[[ Data listing, beginning ]]
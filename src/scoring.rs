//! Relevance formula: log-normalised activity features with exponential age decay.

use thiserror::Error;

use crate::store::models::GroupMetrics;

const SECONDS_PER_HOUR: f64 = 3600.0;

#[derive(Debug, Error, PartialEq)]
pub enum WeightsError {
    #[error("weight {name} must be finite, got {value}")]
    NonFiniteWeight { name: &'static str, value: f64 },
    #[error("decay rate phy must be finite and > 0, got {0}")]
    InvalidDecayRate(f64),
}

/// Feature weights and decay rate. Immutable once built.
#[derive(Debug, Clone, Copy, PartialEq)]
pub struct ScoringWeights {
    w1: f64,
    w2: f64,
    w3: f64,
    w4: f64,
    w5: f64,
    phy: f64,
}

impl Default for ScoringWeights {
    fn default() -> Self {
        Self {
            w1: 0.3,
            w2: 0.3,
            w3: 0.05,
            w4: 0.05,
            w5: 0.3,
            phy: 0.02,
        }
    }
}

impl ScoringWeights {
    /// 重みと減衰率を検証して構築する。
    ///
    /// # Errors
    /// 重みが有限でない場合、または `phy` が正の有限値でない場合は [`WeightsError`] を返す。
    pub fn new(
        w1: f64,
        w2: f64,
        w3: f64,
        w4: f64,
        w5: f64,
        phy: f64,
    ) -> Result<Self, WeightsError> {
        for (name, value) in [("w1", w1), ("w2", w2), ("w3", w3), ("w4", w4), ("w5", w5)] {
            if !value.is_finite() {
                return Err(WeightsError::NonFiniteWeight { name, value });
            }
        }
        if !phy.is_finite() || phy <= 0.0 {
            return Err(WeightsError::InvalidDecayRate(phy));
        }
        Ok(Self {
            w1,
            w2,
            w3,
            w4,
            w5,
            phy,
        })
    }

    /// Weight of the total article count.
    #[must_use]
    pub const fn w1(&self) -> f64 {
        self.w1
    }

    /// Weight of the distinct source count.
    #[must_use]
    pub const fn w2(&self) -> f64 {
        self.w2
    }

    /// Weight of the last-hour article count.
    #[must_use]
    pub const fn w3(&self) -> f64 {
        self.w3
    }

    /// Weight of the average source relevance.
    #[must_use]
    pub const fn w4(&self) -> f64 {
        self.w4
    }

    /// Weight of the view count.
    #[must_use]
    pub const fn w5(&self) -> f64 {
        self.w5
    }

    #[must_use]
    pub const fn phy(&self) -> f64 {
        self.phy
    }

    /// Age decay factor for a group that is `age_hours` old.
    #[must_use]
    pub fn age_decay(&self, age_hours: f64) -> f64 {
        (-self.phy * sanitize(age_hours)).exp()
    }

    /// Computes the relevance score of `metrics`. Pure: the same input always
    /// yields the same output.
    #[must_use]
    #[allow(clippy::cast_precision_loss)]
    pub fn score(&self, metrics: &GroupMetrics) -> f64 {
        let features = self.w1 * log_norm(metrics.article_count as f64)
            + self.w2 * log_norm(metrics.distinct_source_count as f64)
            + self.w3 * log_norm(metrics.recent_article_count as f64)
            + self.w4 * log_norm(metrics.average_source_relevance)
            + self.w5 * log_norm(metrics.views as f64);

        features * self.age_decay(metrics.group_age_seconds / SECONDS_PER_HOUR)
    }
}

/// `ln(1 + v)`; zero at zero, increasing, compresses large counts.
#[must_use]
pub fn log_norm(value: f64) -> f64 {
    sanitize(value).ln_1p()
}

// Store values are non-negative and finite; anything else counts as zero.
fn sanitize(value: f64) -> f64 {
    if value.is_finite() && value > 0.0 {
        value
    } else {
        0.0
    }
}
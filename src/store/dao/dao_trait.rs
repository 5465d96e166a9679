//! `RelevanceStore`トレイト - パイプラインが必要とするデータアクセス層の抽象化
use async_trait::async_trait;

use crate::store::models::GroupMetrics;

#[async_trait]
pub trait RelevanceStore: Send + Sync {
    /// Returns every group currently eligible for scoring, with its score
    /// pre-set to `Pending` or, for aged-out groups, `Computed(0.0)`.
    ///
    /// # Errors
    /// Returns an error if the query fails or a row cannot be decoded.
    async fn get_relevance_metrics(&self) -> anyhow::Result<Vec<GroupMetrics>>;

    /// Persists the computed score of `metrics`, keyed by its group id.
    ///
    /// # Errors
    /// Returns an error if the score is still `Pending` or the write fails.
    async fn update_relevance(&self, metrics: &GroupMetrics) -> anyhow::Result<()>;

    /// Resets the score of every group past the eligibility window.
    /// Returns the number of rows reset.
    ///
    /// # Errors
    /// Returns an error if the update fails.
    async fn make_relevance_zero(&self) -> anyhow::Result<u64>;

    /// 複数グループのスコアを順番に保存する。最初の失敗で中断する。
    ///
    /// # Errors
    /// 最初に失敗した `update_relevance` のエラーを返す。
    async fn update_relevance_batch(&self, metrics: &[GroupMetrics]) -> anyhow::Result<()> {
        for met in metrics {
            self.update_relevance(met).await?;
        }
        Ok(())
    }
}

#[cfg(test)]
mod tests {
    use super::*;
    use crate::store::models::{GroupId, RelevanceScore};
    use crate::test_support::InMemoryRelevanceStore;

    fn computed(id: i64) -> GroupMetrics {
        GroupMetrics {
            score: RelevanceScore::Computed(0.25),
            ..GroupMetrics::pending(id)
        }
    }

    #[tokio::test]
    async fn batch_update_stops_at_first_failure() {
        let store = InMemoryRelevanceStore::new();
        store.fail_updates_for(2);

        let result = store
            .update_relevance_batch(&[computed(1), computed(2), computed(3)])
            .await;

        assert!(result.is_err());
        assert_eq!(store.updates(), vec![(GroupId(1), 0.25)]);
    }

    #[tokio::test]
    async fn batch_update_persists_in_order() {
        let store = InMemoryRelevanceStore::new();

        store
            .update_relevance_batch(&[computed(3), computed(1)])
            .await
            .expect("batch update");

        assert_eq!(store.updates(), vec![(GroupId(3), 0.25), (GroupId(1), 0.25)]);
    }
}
[[ Data listing, end ]]
About this task: Your output should consist solely of the lines from the beginning of the entries through the line containing "Immutable once built.", reproduced exactly.

Response area:
filename src/scoring.rs
//! Relevance formula: log-normalised activity features with exponential age decay.

use thiserror::Error;

use crate::store::models::GroupMetrics;

const SECONDS_PER_HOUR: f64 = 3600.0;

#[derive(Debug, Error, PartialEq)]
pub enum WeightsError {
    #[error("weight {name} must be finite, got {value}")]
    NonFiniteWeight { name: &'static str, value: f64 },
    #[error("decay rate phy must be finite and > 0, got {0}")]
    InvalidDecayRate(f64),
}

/// Feature weights and decay rate. Immutable once built.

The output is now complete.